### Task objective:
Write out, word for word, every line in the data below from the one containing "the tooltip box" to the one containing "then the dragged item", both of them included.

Collected data entries:
>>>

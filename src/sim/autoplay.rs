//! Demo mode: a bot that sells items and trashes junk
//!
//! Produces the same input a player would, so it only drives the public tick
//! interface and never touches state directly.

use glam::IVec2;

use super::rect::Rect;
use super::state::GameState;
use super::tick::{InputEvent, TickInput};

/// Pixels the pointer travels per tick while carrying an item
pub const AUTOPLAY_SPEED: i32 = 40;

/// Input generator for unattended sessions
#[derive(Debug, Clone)]
pub struct AutoPlayer {
    pointer: IVec2,
    speed: i32,
}

impl Default for AutoPlayer {
    fn default() -> Self {
        Self::new(AUTOPLAY_SPEED)
    }
}

impl AutoPlayer {
    pub fn new(speed: i32) -> Self {
        Self {
            pointer: IVec2::ZERO,
            speed: speed.max(1),
        }
    }

    pub fn pointer(&self) -> IVec2 {
        self.pointer
    }

    /// Decide the input for the next tick
    pub fn next_input(&mut self, state: &GameState, now_ms: u64) -> TickInput {
        let mut events = Vec::new();

        match state.dragged_item() {
            Some((_, item)) => {
                let target = self.target_zone(state, item.is_junk());
                if item.rect.overlaps(&target) {
                    events.push(InputEvent::PointerUp);
                } else {
                    self.pointer = step_toward(self.pointer, target.center(), self.speed);
                }
            }
            None => {
                if let Some((_, item)) = state.inventory.occupied().next() {
                    self.pointer = item.rect.center();
                    events.push(InputEvent::PointerDown(self.pointer));
                }
            }
        }

        TickInput {
            events,
            pointer: self.pointer,
            now_ms,
        }
    }

    /// Junk goes to the trash when there is one; everything else is sold
    fn target_zone(&self, state: &GameState, junk: bool) -> Rect {
        let layout = &state.rules.layout;
        match (junk, layout.trash_zone) {
            (true, Some(trash)) => trash,
            _ => layout.sell_zone,
        }
    }
}

/// Move `from` toward `to` by at most `max_step` along each axis
fn step_toward(from: IVec2, to: IVec2, max_step: i32) -> IVec2 {
    let delta = (to - from).clamp(IVec2::splat(-max_step), IVec2::splat(max_step));
    from + delta
}

#[cfg(test)]
mod tests {
    use super::*;
    use crate::assets::NoAssets;
    use crate::settings::{Settings, Variant};
    use crate::sim::state::{GameEvent, Rules};
    use crate::sim::tick::{TickStatus, tick};

    fn run(variant: Variant, seed: u64, frames: u64) -> (GameState, Vec<GameEvent>) {
        let settings = Settings::from_variant(variant);
        let mut state = GameState::new(Rules::from_settings(&settings, &NoAssets), seed, 0);
        let mut bot = AutoPlayer::default();
        let mut log = Vec::new();
        for frame in 1..=frames {
            let input = bot.next_input(&state, frame * 16);
            let out = tick(&mut state, &input);
            assert_eq!(out.status, TickStatus::Running);
            log.extend(out.events);
        }
        (state, log)
    }

    #[test]
    fn test_step_toward_clamps() {
        assert_eq!(step_toward(IVec2::ZERO, IVec2::new(100, -5), 40), IVec2::new(40, -5));
        assert_eq!(step_toward(IVec2::new(10, 10), IVec2::new(10, 10), 40), IVec2::new(10, 10));
    }

    #[test]
    fn test_bot_grabs_first_item_at_its_center() {
        let settings = Settings::from_variant(Variant::Minimal);
        let mut state = GameState::new(Rules::from_settings(&settings, &NoAssets), 3, 0);
        let mut bot = AutoPlayer::default();

        let idle = bot.next_input(&state, 16);
        assert!(idle.events.is_empty());
        assert_eq!(bot.pointer(), IVec2::ZERO);

        crate::sim::spawner::spawn_item(&mut state);
        let center = state.slot_rect(0).unwrap().center();
        let input = bot.next_input(&state, 32);
        assert_eq!(input.events, vec![InputEvent::PointerDown(center)]);
        assert_eq!(bot.pointer(), center);
        assert_eq!(input.pointer, center);
    }

    #[test]
    fn test_bot_sells_everything_in_minimal() {
        // ~60 s of play at 60 Hz
        let (state, log) = run(Variant::Minimal, 7, 3600);
        let spawned = log.iter().filter(|e| matches!(e, GameEvent::Spawned { .. })).count();
        let sold = log.iter().filter(|e| matches!(e, GameEvent::Sold { .. })).count();
        assert!(spawned >= 15);
        // At most the item currently being carried is unsold
        assert!(spawned - sold <= 1, "spawned {spawned}, sold {sold}");
        assert!(state.session.total_money() > 0);
    }

    #[test]
    fn test_bot_trashes_junk_in_extended() {
        let (state, log) = run(Variant::Extended, 99, 3600 * 3);
        let junk_sold = log
            .iter()
            .any(|e| matches!(e, GameEvent::Sold { value, .. } if *value < 0));
        assert!(!junk_sold);
        assert!(state.session.recent_sales().all(|s| s.value > 0));
        assert!(log.iter().any(|e| matches!(e, GameEvent::Trashed { .. })));
    }
}
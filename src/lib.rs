//! Inventory Seller - drag items from a replenishing inventory onto sell/trash zones
//!
//! Core modules:
//! - `sim`: Deterministic simulation (spawning, dragging, release resolution)
//! - `renderer`: Scene building and WebGPU shape rendering
//! - `assets`: Item image lookup (missing images fall back to flat color)
//! - `settings`: Startup configuration and variant presets
//! - `headless`: Autoplay session runner for the native binary

pub mod assets;
pub mod headless;
pub mod renderer;
pub mod settings;
pub mod sim;

pub use assets::{AssetLoader, ImageHandle};
pub use settings::{Settings, SettingsError, Variant};

/// Game configuration constants
pub mod consts {
    /// Target frame rate of the shell loop
    pub const TARGET_FPS: u32 = 60;
    /// Simulated frame length used by the headless runner (ms)
    pub const FRAME_MS: u64 = 1000 / TARGET_FPS as u64;

    /// Window dimensions
    pub const WINDOW_WIDTH: i32 = 800;
    pub const WINDOW_HEIGHT: i32 = 600;

    /// Inventory defaults
    pub const INVENTORY_SIZE: usize = 5;
    pub const ITEM_SIZE: i32 = 50;
    /// Gap between slots and between the slot row and the window edge
    pub const SLOT_MARGIN: i32 = 10;

    /// Spawner defaults
    pub const SPAWN_INTERVAL_MS: u64 = 3000;
    pub const JUNK_PROBABILITY: f64 = 0.2;
    pub const JUNK_VALUE: i64 = -80;
    pub const JUNK_NAME: &str = "Trash";

    /// Recent sales shown in the HUD
    pub const RECENT_SALES_CAPACITY: usize = 5;
    /// Upper bound accepted from settings files
    pub const MAX_RECENT_SALES_CAPACITY: usize = 1000;

    /// Zones are square, inset from the right edge
    pub const ZONE_SIZE: i32 = 150;
    pub const ZONE_INSET: i32 = 160;
    pub const ZONE_EDGE_MARGIN: i32 = 10;
}
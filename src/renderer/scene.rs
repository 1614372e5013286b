//! Read-only view of the game state for one frame
//!
//! The scene lists everything a backend has to draw: outlines, sprites, and
//! text. Backends decide how (GPU quads, DOM overlays, log lines).

use glam::IVec2;

use super::vertex::colors;
use crate::assets::ImageHandle;
use crate::sim::{GameState, ItemInstance, ItemKind, Rect, Rgb};

/// Outline thickness of zones and slots (px)
pub const OUTLINE_WIDTH: f32 = 2.0;
/// Stroke width of the junk cross (px)
pub const JUNK_STROKE_WIDTH: f32 = 3.0;
/// Tooltip offset from the pointer (bottom-left corner of the box)
pub const TOOLTIP_OFFSET: IVec2 = IVec2::new(10, -10);

/// How an item is drawn
#[derive(Debug, Clone, PartialEq)]
pub enum Visual {
    Color(Rgb),
    /// Bitmap with a flat color underneath in case it fails to load
    Image { handle: ImageHandle, fallback: Rgb },
    JunkMark(Rgb),
}

impl Visual {
    pub fn for_item(item: &ItemInstance) -> Self {
        match (item.kind, &item.image) {
            (ItemKind::Junk, _) => Visual::JunkMark(item.color),
            (ItemKind::Normal, Some(handle)) => Visual::Image {
                handle: handle.clone(),
                fallback: item.color,
            },
            (ItemKind::Normal, None) => Visual::Color(item.color),
        }
    }
}

#[derive(Debug, Clone, PartialEq)]
pub struct Sprite {
    pub slot: usize,
    pub rect: Rect,
    pub visual: Visual,
    pub dragged: bool,
}

#[derive(Debug, Clone, PartialEq)]
pub struct ZoneView {
    pub rect: Rect,
    pub label: &'static str,
    pub color: Rgb,
}

#[derive(Debug, Clone, PartialEq)]
pub struct Tooltip {
    pub text: String,
    /// Bottom-left corner of the tooltip box
    pub anchor: IVec2,
}

/// Everything drawn in one frame, back to front
#[derive(Debug, Clone, PartialEq)]
pub struct Scene {
    pub zones: Vec<ZoneView>,
    pub slots: Vec<Rect>,
    /// Idle items in slot order, then the dragged item
    pub sprites: Vec<Sprite>,
    pub total_text: String,
    /// Newest first
    pub sales_lines: Vec<String>,
    pub tooltip: Option<Tooltip>,
}

/// "Name - $value"
pub fn price_label(name: &str, value: i64) -> String {
    format!("{name} - ${value}")
}

pub fn total_label(total: i64) -> String {
    format!("Total: ${total}")
}

/// Build the frame from the current state and pointer position
pub fn build_scene(state: &GameState, pointer: IVec2) -> Scene {
    let layout = &state.rules.layout;

    let mut zones = vec![ZoneView {
        rect: layout.sell_zone,
        label: "Sell",
        color: colors::SELL_ZONE,
    }];
    if let Some(trash) = layout.trash_zone {
        zones.push(ZoneView {
            rect: trash,
            label: "Trash",
            color: colors::TRASH_ZONE,
        });
    }

    let dragged = state.drag.dragged_slot();
    let sprite = |slot: usize, item: &ItemInstance| Sprite {
        slot,
        rect: item.rect,
        visual: Visual::for_item(item),
        dragged: dragged == Some(slot),
    };

    let mut sprites: Vec<Sprite> = state
        .inventory
        .occupied()
        .filter(|(slot, _)| dragged != Some(*slot))
        .map(|(slot, item)| sprite(slot, item))
        .collect();
    if let Some((slot, item)) = state.dragged_item() {
        sprites.push(sprite(slot, item));
    }

    // Last hovered sprite in draw order wins
    let tooltip = sprites
        .iter()
        .rev()
        .filter(|s| s.rect.contains(pointer))
        .find_map(|s| {
            let item = state.inventory.get(s.slot)?;
            (!item.is_junk()).then(|| Tooltip {
                text: price_label(&item.name, item.value),
                anchor: pointer + TOOLTIP_OFFSET,
            })
        });

    Scene {
        zones,
        slots: layout.slots().to_vec(),
        sprites,
        total_text: total_label(state.session.total_money()),
        sales_lines: state
            .session
            .recent_sales_newest_first()
            .map(|s| price_label(&s.name, s.value))
            .collect(),
        tooltip,
    }
}

#[cfg(test)]
mod tests {
    use super::*;
    use crate::assets::NoAssets;
    use crate::settings::{Settings, Variant};
    use crate::sim::{InputEvent, Rules, TickInput, tick};

    fn state(variant: Variant) -> GameState {
        GameState::new(
            Rules::from_settings(&Settings::from_variant(variant), &NoAssets),
            3,
            0,
        )
    }

    fn put(state: &mut GameState, slot: usize, name: &str, value: i64, junk: bool) {
        let rect = state.slot_rect(slot).unwrap();
        let mut item = ItemInstance::junk(value, rect);
        if !junk {
            item.kind = ItemKind::Normal;
            item.name = name.to_string();
            item.color = Rgb(1, 2, 3);
        }
        state.inventory.place(slot, item).unwrap();
    }

    #[test]
    fn test_empty_scene() {
        let s = state(Variant::Extended);
        let scene = build_scene(&s, IVec2::ZERO);
        assert_eq!(scene.zones.len(), 2);
        assert_eq!(scene.zones[0].label, "Sell");
        assert_eq!(scene.zones[1].label, "Trash");
        assert_eq!(scene.slots.len(), 5);
        assert!(scene.sprites.is_empty());
        assert_eq!(scene.total_text, "Total: $0");
        assert!(scene.sales_lines.is_empty());
        assert!(scene.tooltip.is_none());
    }

    #[test]
    fn test_minimal_has_only_sell_zone() {
        let scene = build_scene(&state(Variant::Minimal), IVec2::ZERO);
        assert_eq!(scene.zones.len(), 1);
    }

    #[test]
    fn test_visuals() {
        let mut s = state(Variant::Extended);
        put(&mut s, 0, "Gem", 150, false);
        put(&mut s, 1, "Trash", -80, true);
        let scene = build_scene(&s, IVec2::ZERO);
        assert_eq!(scene.sprites[0].visual, Visual::Color(Rgb(1, 2, 3)));
        assert!(matches!(scene.sprites[1].visual, Visual::JunkMark(_)));
    }

    #[test]
    fn test_tooltip_for_hovered_item() {
        let mut s = state(Variant::Extended);
        put(&mut s, 0, "Gem", 150, false);
        let pointer = s.slot_rect(0).unwrap().center();
        let tip = build_scene(&s, pointer).tooltip.unwrap();
        assert_eq!(tip.text, "Gem - $150");
        assert_eq!(tip.anchor, pointer + IVec2::new(10, -10));
    }

    #[test]
    fn test_no_tooltip_for_junk() {
        let mut s = state(Variant::Extended);
        put(&mut s, 0, "Trash", -80, true);
        let pointer = s.slot_rect(0).unwrap().center();
        assert!(build_scene(&s, pointer).tooltip.is_none());
    }

    #[test]
    fn test_dragged_item_drawn_last_at_live_rect() {
        let mut s = state(Variant::Extended);
        put(&mut s, 0, "Gem", 150, false);
        put(&mut s, 1, "Coin", 10, false);
        let grab = s.slot_rect(0).unwrap().center();
        tick(
            &mut s,
            &TickInput {
                events: vec![InputEvent::PointerDown(grab)],
                pointer: IVec2::new(400, 300),
                now_ms: 16,
            },
        );

        let scene = build_scene(&s, IVec2::new(400, 300));
        assert_eq!(scene.sprites.len(), 2);
        assert_eq!(scene.sprites[0].slot, 1);
        let last = scene.sprites.last().unwrap();
        assert_eq!(last.slot, 0);
        assert!(last.dragged);
        assert_eq!(last.rect, Rect::new(375, 275, 50, 50));
        // Home position is not drawn
        assert!(scene.sprites.iter().all(|sp| sp.rect != s.slot_rect(0).unwrap()));
        // Tooltip follows the dragged item
        assert_eq!(scene.tooltip.unwrap().text, "Gem - $150");
    }

    #[test]
    fn test_sales_lines_newest_first() {
        let mut s = state(Variant::Extended);
        s.session.record_sale("Coin", 10);
        s.session.record_sale("Trash", -80);
        let scene = build_scene(&s, IVec2::ZERO);
        assert_eq!(scene.sales_lines, vec!["Trash - $-80", "Coin - $10"]);
        assert_eq!(scene.total_text, "Total: $-70");
    }
}
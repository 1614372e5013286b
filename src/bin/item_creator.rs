//! Writes the flat-color item images and their manifest
//!
//! Reads the same `INVENTORY_SELLER_SETTINGS` file as the game and writes
//! into its `asset_dir` (`images/` by default).

#[cfg(not(target_arch = "wasm32"))]
fn main() {
    use std::path::{Path, PathBuf};

    use inventory_seller::assets::write_item_images;
    use inventory_seller::consts::ITEM_SIZE;
    use inventory_seller::settings::Settings;

    env_logger::init();

    let settings_path = std::env::var_os("INVENTORY_SELLER_SETTINGS").map(PathBuf::from);
    let settings = Settings::load_or_default(settings_path.as_deref());
    let size = u32::try_from(settings.item_size).unwrap_or(ITEM_SIZE as u32);

    match write_item_images(Path::new(&settings.asset_dir), &settings.catalog, size) {
        Ok(files) => println!("Wrote {} images to {}", files.len(), settings.asset_dir),
        Err(e) => {
            log::error!("Failed to write item images: {e}");
            std::process::exit(1);
        }
    }
}

#[cfg(target_arch = "wasm32")]
fn main() {}
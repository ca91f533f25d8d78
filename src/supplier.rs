// Supplier feed: JSON inventory records from airlines and hotel chains, turned into catalog offers

use async_trait::async_trait;
use chrono::NaiveDateTime;
use serde::{Deserialize, Serialize};
use std::path::PathBuf;
use tracing::debug;
use uuid::Uuid;

use crate::catalog::CatalogProvider;
use crate::error::{EngineError, Result};
use crate::model::{InventoryUnit, Offer, OfferKind, Place, UnitClass};

// Holder recorded for units the supplier reports as already sold elsewhere
pub const EXTERNAL_HOLD: Uuid = Uuid::nil();

// Data structures for the supplier JSON feed
#[derive(Debug, Deserialize, Serialize)]
pub struct SupplierFeed {
    pub feed_id: String,
    pub currency: String,
    pub timestamp: String,
    #[serde(default)]
    pub flights: Vec<SupplierFlight>,
    #[serde(default)]
    pub hotels: Vec<SupplierHotel>,
}

#[derive(Debug, Deserialize, Serialize)]
pub struct SupplierFlight {
    pub flight_id: String,
    pub airline: String,
    pub airport_code_from: String,
    pub airport_code_to: String,
    pub city_from: String,
    pub city_to: String,
    #[serde(default)]
    pub from_x: Option<f64>,
    #[serde(default)]
    pub from_y: Option<f64>,
    #[serde(default)]
    pub to_x: Option<f64>,
    #[serde(default)]
    pub to_y: Option<f64>,
    pub departure: NaiveDateTime,
    pub arrival: NaiveDateTime,
    #[serde(default = "single_leg")]
    pub legs: u32,
    #[serde(default)]
    pub pets_allowed: bool,
    pub base_price: Option<f64>,
    pub seats: Vec<SupplierSeat>,
}

fn single_leg() -> u32 {
    1
}

#[derive(Debug, Deserialize, Serialize)]
pub struct SupplierSeat {
    pub row: u32,
    pub column: String,
    pub which_class: UnitClass,
    pub price: f64,
    #[serde(default)]
    pub is_booked: bool,
}

#[derive(Debug, Deserialize, Serialize)]
pub struct SupplierHotel {
    pub hotel_id: String,
    pub name: String,
    pub chain: String,
    pub location: String,
    pub check_in: NaiveDateTime,
    pub check_out: NaiveDateTime,
    #[serde(default)]
    pub pets_allowed: bool,
    pub base_price: Option<f64>,
    pub rooms: Vec<SupplierRoom>,
}

#[derive(Debug, Deserialize, Serialize)]
pub struct SupplierRoom {
    pub room_id: String,
    pub tier: UnitClass,
    pub price: f64,
    #[serde(default)]
    pub is_booked: bool,
}

fn place(code: String, city: String, x: Option<f64>, y: Option<f64>) -> Place {
    let place = Place::new(code, city);
    match (x, y) {
        (Some(x), Some(y)) => place.with_coords(x, y),
        _ => place,
    }
}

fn unit(id: String, class: UnitClass, price: f64, is_booked: bool) -> InventoryUnit {
    let mut unit = InventoryUnit::new(id, class, price);
    if is_booked {
        unit.claim(EXTERNAL_HOLD);
    }
    unit
}

impl TryFrom<SupplierFlight> for Offer {
    type Error = EngineError;

    fn try_from(item: SupplierFlight) -> Result<Self> {
        let units = item.seats.into_iter().map(|seat| {
            unit(
                format!("{}{}", seat.row, seat.column),
                seat.which_class,
                seat.price,
                seat.is_booked,
            )
        });

        let mut builder = Offer::builder(
            item.flight_id,
            OfferKind::flight(
                place(item.airport_code_from, item.city_from, item.from_x, item.from_y),
                place(item.airport_code_to, item.city_to, item.to_x, item.to_y),
                item.legs,
            ),
        )
        .schedule(item.departure, item.arrival)
        .company(item.airline)
        .pets_allowed(item.pets_allowed)
        .units(units);
        if let Some(price) = item.base_price {
            builder = builder.base_price(price);
        }
        builder.build()
    }
}

impl TryFrom<SupplierHotel> for Offer {
    type Error = EngineError;

    fn try_from(item: SupplierHotel) -> Result<Self> {
        let units = item
            .rooms
            .into_iter()
            .map(|room| unit(room.room_id, room.tier, room.price, room.is_booked));

        let mut builder = Offer::builder(item.hotel_id, OfferKind::hotel(item.name, item.location))
            .schedule(item.check_in, item.check_out)
            .company(item.chain)
            .pets_allowed(item.pets_allowed)
            .units(units);
        if let Some(price) = item.base_price {
            builder = builder.base_price(price);
        }
        builder.build()
    }
}

pub fn parse_feed(json_str: &str) -> Result<Vec<Offer>> {
    let feed: SupplierFeed =
        serde_json::from_str(json_str).map_err(|e| EngineError::Feed(e.to_string()))?;
    debug!(
        feed_id = %feed.feed_id,
        flights = feed.flights.len(),
        hotels = feed.hotels.len(),
        "parsing supplier feed"
    );

    let mut offers = Vec::with_capacity(feed.flights.len() + feed.hotels.len());
    for flight in feed.flights {
        offers.push(Offer::try_from(flight)?);
    }
    for hotel in feed.hotels {
        offers.push(Offer::try_from(hotel)?);
    }
    Ok(offers)
}

#[derive(Debug, Clone)]
pub enum FeedSource {
    Inline(String),
    File(PathBuf),
}

pub struct JsonCatalogProvider {
    source: FeedSource,
}

impl JsonCatalogProvider {
    pub fn new(source: FeedSource) -> Self {
        Self { source }
    }

    pub fn inline(json: impl Into<String>) -> Self {
        Self::new(FeedSource::Inline(json.into()))
    }

    pub fn file(path: impl Into<PathBuf>) -> Self {
        Self::new(FeedSource::File(path.into()))
    }
}

#[async_trait]
impl CatalogProvider for JsonCatalogProvider {
    async fn load_offers(&self) -> anyhow::Result<Vec<Offer>> {
        let offers = match &self.source {
            FeedSource::Inline(json) => parse_feed(json)?,
            FeedSource::File(path) => {
                let json = tokio::fs::read_to_string(path).await?;
                parse_feed(&json)?
            }
        };
        Ok(offers)
    }
}

// A small sample for inline testing
pub const SAMPLE_FEED: &str = r#"{
    "feed_id": "FEED-20250601",
    "currency": "USD",
    "timestamp": "2025-06-01T06:00:00Z",
    "flights": [
        {
            "flight_id": "DL-402",
            "airline": "Delta",
            "airport_code_from": "ATL",
            "airport_code_to": "LAX",
            "city_from": "Atlanta",
            "city_to": "Los Angeles",
            "from_x": 33.64, "from_y": -84.43,
            "to_x": 33.94, "to_y": -118.41,
            "departure": "2025-06-12T08:05:00",
            "arrival": "2025-06-12T10:20:00",
            "seats": [
                { "row": 3, "column": "A", "which_class": "business", "price": 720.0 },
                { "row": 21, "column": "C", "which_class": "economy", "price": 240.0 },
                { "row": 21, "column": "D", "which_class": "economy", "price": 240.0, "is_booked": true }
            ]
        },
        {
            "flight_id": "UA-1187",
            "airline": "United",
            "airport_code_from": "ATL",
            "airport_code_to": "LAX",
            "city_from": "Atlanta",
            "city_to": "Los Angeles",
            "departure": "2025-06-12T06:30:00",
            "arrival": "2025-06-12T11:45:00",
            "legs": 2,
            "pets_allowed": true,
            "base_price": 199.0,
            "seats": [
                { "row": 30, "column": "F", "which_class": "economy", "price": 199.0 }
            ]
        }
    ],
    "hotels": [
        {
            "hotel_id": "HX-LAX-01",
            "name": "Hampton Inn LAX",
            "chain": "Hilton",
            "location": "Los Angeles",
            "check_in": "2025-06-12T15:00:00",
            "check_out": "2025-06-14T11:00:00",
            "pets_allowed": true,
            "rooms": [
                { "room_id": "204", "tier": "standard", "price": 139.0 },
                { "room_id": "410", "tier": "suite", "price": 289.0 }
            ]
        }
    ]
}"#;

<<<

### The completed task:
    /// Bottom-left corner of the tooltip box
    pub anchor: IVec2,
}

/// Everything drawn in one frame, back to front
#[derive(Debug, Clone, PartialEq)]
pub struct Scene {
    pub zones: Vec<ZoneView>,
    pub slots: Vec<Rect>,
    /// Idle items in slot order, then the dragged item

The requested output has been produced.